第二百二話 小驪の矜持
薄暗い平原を行くミーアたち一行。そんな彼女らの目の前に、ぼんやりと焚火の火が映り込む。
「あれは……」
などと怪訝そうな顔をしていた小驪だったが、なにかに気付いたのか、ミーアのほうを振り返る。が、ミーアは素知らぬ顔で、馬を前に出し、焚火のほうに向かう。
焚火を無視して進もうとした小驪も、周りの騎馬に促され、仕方なしにミーアの後を追った。
馬を降りると、早々に湯気の立つ容器を渡される。中には乳白色の液体が入っていて、そこからは、なんともあまぁい香りが……。
――ああ、素晴らしいですわ……。
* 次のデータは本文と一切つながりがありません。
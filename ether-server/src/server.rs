use crate::router;
use ether_core::ipc::{self, EtherReply, EtherRequest};
use ether_core::{EtherError, SqliteEther};
use futures::{SinkExt, StreamExt};
use std::sync::Arc;
use tokio::net::{TcpListener, TcpStream};
use tokio::sync::{broadcast, Mutex};
use tokio_util::codec::Framed;

pub async fn run_proxy_server(
    listen_addr: &str,
    ether: SqliteEther,
    shutdown: broadcast::Receiver<()>,
) -> anyhow::Result<()> {
    let listener = TcpListener::bind(listen_addr).await?;
    serve(listener, ether, shutdown).await
}

/// Accept clients on `listener` until `shutdown` fires.
///
/// Each connection is a request/reply loop. Requests from all connections are dispatched
/// one at a time against the store.
pub async fn serve(
    listener: TcpListener,
    ether: SqliteEther,
    mut shutdown: broadcast::Receiver<()>,
) -> anyhow::Result<()> {
    tracing::info!("Ether proxy listening on {}", listener.local_addr()?);
    let ether = Arc::new(Mutex::new(ether));

    loop {
        tokio::select! {
            res = listener.accept() => {
                let (stream, peer) = res?;
                tracing::debug!("Proxy client connected from {}", peer);
                let ether = Arc::clone(&ether);
                let conn_shutdown = shutdown.resubscribe();
                tokio::spawn(async move {
                    if let Err(e) = handle_connection(stream, ether, conn_shutdown).await {
                        tracing::error!("Proxy connection {} failed: {}", peer, e);
                    }
                    tracing::debug!("Proxy client {} disconnected", peer);
                });
            }
            _ = shutdown.recv() => {
                tracing::info!("Shutting down ether proxy...");
                break;
            }
        }
    }

    Ok(())
}

async fn handle_connection(
    stream: TcpStream,
    ether: Arc<Mutex<SqliteEther>>,
    mut shutdown: broadcast::Receiver<()>,
) -> anyhow::Result<()> {
    let mut framed = Framed::new(stream, ipc::frame_codec());

    loop {
        let frame = tokio::select! {
            frame = framed.next() => frame,
            _ = shutdown.recv() => break,
        };
        let bytes = match frame {
            Some(Ok(b)) => b,
            Some(Err(e)) => {
                tracing::error!("Frame error: {}", e);
                break;
            }
            None => break,
        };

        let reply = match ipc::decode::<EtherRequest>(&bytes) {
            Ok(request) => {
                let ether = ether.lock().await;
                router::handle_request(request, &ether).await
            }
            Err(e) => {
                tracing::warn!("Ignoring malformed request: {}", e);
                EtherReply::fault(&EtherError::transport(format!("malformed request: {}", e)))
            }
        };

        let resp_bytes = match ipc::encode(&reply) {
            Ok(b) => b,
            Err(e) => {
                tracing::error!("Failed to serialize reply: {}", e);
                break;
            }
        };
        if let Err(e) = framed.send(resp_bytes).await {
            tracing::error!("Failed to send reply: {}", e);
            break;
        }
    }

    Ok(())
}
use config::{Config, ConfigError, Environment, File};
use serde::Deserialize;
use std::time::Duration;

pub const DEFAULT_PROXY_ADDR: &str = "127.0.0.1:43789";
pub const DEFAULT_POLL_INTERVAL_MS: u64 = 1000;

#[derive(Debug, Deserialize, Clone)]
pub struct EtherConfig {
    #[serde(default)]
    pub service: ServiceConfig,
    pub database: DatabaseConfig,
    #[serde(default)]
    pub proxy: ProxyConfig,
    #[serde(default)]
    pub polling: PollingConfig,
}

#[derive(Debug, Deserialize, Clone)]
pub struct ServiceConfig {
    pub log_level: String,
}

impl Default for ServiceConfig {
    fn default() -> Self {
        Self {
            log_level: "info".to_string(),
        }
    }
}

#[derive(Debug, Deserialize, Clone)]
pub struct DatabaseConfig {
    pub url: String,
    #[serde(default = "default_max_connections")]
    pub max_connections: u32,
}

fn default_max_connections() -> u32 {
    4
}

impl DatabaseConfig {
    pub fn new(url: impl Into<String>) -> Self {
        Self {
            url: url.into(),
            max_connections: default_max_connections(),
        }
    }
}

#[derive(Debug, Deserialize, Clone)]
pub struct ProxyConfig {
    pub listen_addr: String,
    pub dial_addr: String,
}

impl Default for ProxyConfig {
    fn default() -> Self {
        Self {
            listen_addr: DEFAULT_PROXY_ADDR.to_string(),
            dial_addr: DEFAULT_PROXY_ADDR.to_string(),
        }
    }
}

#[derive(Debug, Deserialize, Clone)]
pub struct PollingConfig {
    pub interval_ms: u64,
}

impl Default for PollingConfig {
    fn default() -> Self {
        Self {
            interval_ms: DEFAULT_POLL_INTERVAL_MS,
        }
    }
}

impl PollingConfig {
    pub fn interval(&self) -> Duration {
        Duration::from_millis(self.interval_ms)
    }
}

impl EtherConfig {
    /// Load `path` and overlay `ETHER__SECTION__KEY` environment variables.
    pub fn load(path: &str) -> Result<Self, ConfigError> {
        let s = Config::builder()
            .add_source(File::with_name(path))
            .add_source(Environment::with_prefix("ETHER").separator("__"))
            .build()?;
        s.try_deserialize()
    }
}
理想的な飲み物ですわ。
早速、ミーアは容器を両手で持つと、ふーふー、息を吹きかける。
熱い湯気が頬に当たる度、氷が解けるように、肌のこわばりが消えていくような気がした。
そうして、はふほふと一口……。
舌の上を転がるのは、熱々の、とろみがある液体だった。卵を溶かしたスープにも似た食感、けれど舌に感じるのはハチミツのような濃厚な甘みだった。
喉を通り、腹へと落ちていく熱は、じんわり、ぽっぽと体を温めてくれて……。ミーアは「おふぅっ!」と、ため息を吐いた。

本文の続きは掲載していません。